Collected data
____________
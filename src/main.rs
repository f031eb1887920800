use clap::Parser;
use small_demo::utils::{logger, validation::Validate};
use small_demo::{CliConfig, DemoEngine, DemoReport, TomlConfig};

fn main() -> Result<(), Box<dyn std::error::Error>> {
    let cli = CliConfig::parse();

    // 初始化日誌
    logger::init_cli_logger(cli.verbose);

    tracing::info!("Starting small-demo CLI");
    if cli.verbose {
        tracing::debug!("CLI config: {:?}", cli);
    }

    // 驗證配置
    if let Err(e) = cli.validate() {
        tracing::error!("❌ Configuration validation failed: {}", e);
        tracing::error!("💡 Suggestion: {}", e.recovery_suggestion());
        eprintln!("❌ {}", e.user_friendly_message());
        std::process::exit(1);
    }

    let result = match &cli.config {
        Some(path) => {
            tracing::info!("📁 Loading scenario from: {}", path);
            match TomlConfig::from_file(path) {
                Ok(config) => {
                    if let Err(e) = config.validate() {
                        tracing::error!("❌ Configuration validation failed: {}", e);
                        eprintln!("❌ {}", e.user_friendly_message());
                        std::process::exit(1);
                    }
                    DemoEngine::new(config).run()
                }
                Err(e) => {
                    eprintln!("❌ Failed to load config file '{}': {}", path, e);
                    eprintln!("💡 Make sure the file exists and is valid TOML format");
                    std::process::exit(1);
                }
            }
        }
        None => DemoEngine::new(cli.clone()).run(),
    };

    match result {
        Ok(report) => {
            tracing::info!("✅ Demo run completed successfully!");
            print_report(&report, cli.json)?;
        }
        Err(e) => {
            tracing::error!("❌ Demo run failed: {} (Severity: {:?})", e, e.severity());
            tracing::error!("💡 Recovery suggestion: {}", e.recovery_suggestion());

            eprintln!("❌ {}", e.user_friendly_message());
            eprintln!("💡 建議: {}", e.recovery_suggestion());

            // 根據錯誤嚴重程度決定退出碼
            let exit_code = match e.severity() {
                small_demo::utils::error::ErrorSeverity::Low => 0,
                small_demo::utils::error::ErrorSeverity::Medium => 2,
                small_demo::utils::error::ErrorSeverity::High => 1,
                small_demo::utils::error::ErrorSeverity::Critical => 3,
            };

            if exit_code > 0 {
                std::process::exit(exit_code);
            }
        }
    }

    Ok(())
}

fn print_report(report: &DemoReport, json: bool) -> Result<(), Box<dyn std::error::Error>> {
    if json {
        println!("{}", report.to_json()?);
    } else {
        for line in report.render_lines() {
            println!("{}", line);
        }
    }
    Ok(())
}
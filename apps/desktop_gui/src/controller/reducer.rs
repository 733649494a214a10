//! View state owned by the UI thread and how worker events change it.

use shared::domain::{StudentDraft, StudentRecord};

use crate::controller::events::UiEvent;

#[derive(Debug, Default)]
pub struct ViewState {
    pub students: Vec<StudentRecord>,
    pub form: StudentDraft,
    pub search_query: String,
    pub search_result: Option<StudentRecord>,
    pub error_message: Option<String>,
    pub status: String,
    pub in_flight: usize,
}

impl ViewState {
    pub fn command_queued(&mut self) {
        self.in_flight += 1;
        self.status = "Working...".to_string();
    }

    pub fn apply(&mut self, event: UiEvent) {
        match event {
            UiEvent::StateChanged {
                state,
                origin,
                write_landed,
            } => {
                self.students = state.students;
                self.search_result = state.search.result;
                self.error_message = state.error_message;
                // Only a landed write clears the draft. Text typed while a rejected
                // submit was in flight is kept.
                if origin.submits_form() && write_landed {
                    self.form.clear();
                }
                self.in_flight = self.in_flight.saturating_sub(1);
                if self.in_flight == 0 {
                    self.status.clear();
                }
            }
            UiEvent::BackendUnavailable(message) => {
                self.error_message = Some(message);
                self.in_flight = 0;
                self.status.clear();
            }
        }
    }
}
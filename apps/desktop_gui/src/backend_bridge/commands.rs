//! Backend commands queued from UI to backend worker.

use shared::domain::{RollNo, StudentDraft};

pub enum BackendCommand {
    Refresh,
    Create { draft: StudentDraft },
    Update { draft: StudentDraft },
    Delete { roll_no: RollNo },
    Search { roll_no: String },
}

#[derive(Debug, Clone, Copy, PartialEq, Eq)]
pub enum CommandKind {
    Refresh,
    Create,
    Update,
    Delete,
    Search,
}

impl CommandKind {
    pub fn as_str(self) -> &'static str {
        match self {
            Self::Refresh => "refresh",
            Self::Create => "create",
            Self::Update => "update",
            Self::Delete => "delete",
            Self::Search => "search",
        }
    }

    /// Whether the command submitted the form draft.
    pub fn submits_form(self) -> bool {
        matches!(self, Self::Create | Self::Update)
    }
}

impl BackendCommand {
    pub fn kind(&self) -> CommandKind {
        match self {
            Self::Refresh => CommandKind::Refresh,
            Self::Create { .. } => CommandKind::Create,
            Self::Update { .. } => CommandKind::Update,
            Self::Delete { .. } => CommandKind::Delete,
            Self::Search { .. } => CommandKind::Search,
        }
    }
}
//! Command orchestration helpers from UI actions to backend command queue.

use crossbeam_channel::{Sender, TrySendError};

use crate::backend_bridge::commands::BackendCommand;

/// Queues `cmd` without blocking the frame. Returns whether it was queued; on failure
/// `status` explains why.
pub fn dispatch_backend_command(
    cmd_tx: &Sender<BackendCommand>,
    cmd: BackendCommand,
    status: &mut String,
) -> bool {
    let cmd_name = cmd.kind().as_str();

    match cmd_tx.try_send(cmd) {
        Ok(()) => {
            tracing::debug!(command = cmd_name, "queued ui->backend command");
            true
        }
        Err(TrySendError::Full(_)) => {
            *status = "UI command queue is full; please retry".to_string();
            false
        }
        Err(TrySendError::Disconnected(_)) => {
            *status = "Backend worker stopped; restart the application".to_string();
            false
        }
    }
}
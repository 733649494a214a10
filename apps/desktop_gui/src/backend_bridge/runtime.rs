//! Worker thread that owns the `StudentClient` and runs queued commands one at a time.

use std::thread;

use client_core::{ClientError, ClientSettings, StudentBackend, StudentClient};
use crossbeam_channel::{Receiver, Sender};

use crate::backend_bridge::commands::{BackendCommand, CommandKind};
use crate::controller::events::UiEvent;

pub fn launch(settings: ClientSettings, cmd_rx: Receiver<BackendCommand>, ui_tx: Sender<UiEvent>) {
    thread::spawn(move || {
        let runtime = match tokio::runtime::Builder::new_multi_thread()
            .worker_threads(1)
            .enable_all()
            .build()
        {
            Ok(runtime) => runtime,
            Err(err) => {
                tracing::error!("failed to build backend runtime: {err}");
                let _ = ui_tx.try_send(UiEvent::BackendUnavailable(format!(
                    "backend worker startup failure: {err}"
                )));
                return;
            }
        };

        runtime.block_on(async move {
            let client = match StudentClient::from_settings(&settings) {
                Ok(client) => client,
                Err(err) => {
                    tracing::error!(backend_url = %settings.backend_url, "cannot create student client: {err}");
                    let _ = ui_tx.try_send(UiEvent::BackendUnavailable(format!(
                        "Cannot use backend address '{}': {err}",
                        settings.backend_url
                    )));
                    return;
                }
            };
            serve_commands(client, cmd_rx, ui_tx).await;
        });
    });
}

/// Fetches the list once, then runs commands in arrival order until the UI drops its sender.
/// A snapshot of the client state follows every command.
pub async fn serve_commands<B: StudentBackend>(
    mut client: StudentClient<B>,
    cmd_rx: Receiver<BackendCommand>,
    ui_tx: Sender<UiEvent>,
) {
    let _ = client.list().await;
    publish(
        &client,
        CommandReport {
            origin: CommandKind::Refresh,
            write_landed: false,
        },
        &ui_tx,
    );

    while let Ok(cmd) = cmd_rx.recv() {
        let report = apply_command(&mut client, cmd).await;
        publish(&client, report, &ui_tx);
    }
    tracing::debug!("ui command channel closed; backend worker exiting");
}

#[derive(Debug, Clone, Copy, PartialEq, Eq)]
pub struct CommandReport {
    pub origin: CommandKind,
    /// The service accepted a create, update or delete. A failed follow-up refresh
    /// does not change this.
    pub write_landed: bool,
}

pub async fn apply_command<B: StudentBackend>(
    client: &mut StudentClient<B>,
    cmd: BackendCommand,
) -> CommandReport {
    let kind = cmd.kind();
    let outcome = match cmd {
        BackendCommand::Refresh => client.list().await,
        BackendCommand::Create { draft } => {
            client.set_form(draft);
            client.create().await
        }
        BackendCommand::Update { draft } => {
            client.set_form(draft);
            client.update().await
        }
        BackendCommand::Delete { roll_no } => client.delete(roll_no).await,
        BackendCommand::Search { roll_no } => {
            client.set_search_query(roll_no);
            client.search().await
        }
    };
    let writes = matches!(
        kind,
        CommandKind::Create | CommandKind::Update | CommandKind::Delete
    );
    let write_landed = writes && matches!(outcome, Ok(()) | Err(ClientError::Fetch(_)));
    if let Err(err) = outcome {
        tracing::debug!(command = kind.as_str(), "command finished with error: {err}");
    }
    CommandReport {
        origin: kind,
        write_landed,
    }
}

// The UI may already be gone; a failed send is dropped rather than retried.
fn publish<B: StudentBackend>(
    client: &StudentClient<B>,
    report: CommandReport,
    ui_tx: &Sender<UiEvent>,
) {
    let _ = ui_tx.try_send(UiEvent::StateChanged {
        state: client.state().clone(),
        origin: report.origin,
        write_landed: report.write_landed,
    });
}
____________
- _Assigned task_
Using the entries above, return exactly the lines from the line with "self.search_result = state.search.result;" to the line with "filename apps/desktop_gui/src/backend_bridge/commands.rs", counting both of those lines.

- _Written answer_
                self.search_result = state.search.result;
                self.error_message = state.error_message;
                // Only a landed write clears the draft. Text typed while a rejected
                // submit was in flight is kept.
                if origin.submits_form() && write_landed {
                    self.form.clear();
                }
                self.in_flight = self.in_flight.saturating_sub(1);
                if self.in_flight == 0 {
                    self.status.clear();
                }
            }
            UiEvent::BackendUnavailable(message) => {
                self.error_message = Some(message);
                self.in_flight = 0;
                self.status.clear();
            }
        }
    }
}
filename apps/desktop_gui/src/backend_bridge/commands.rs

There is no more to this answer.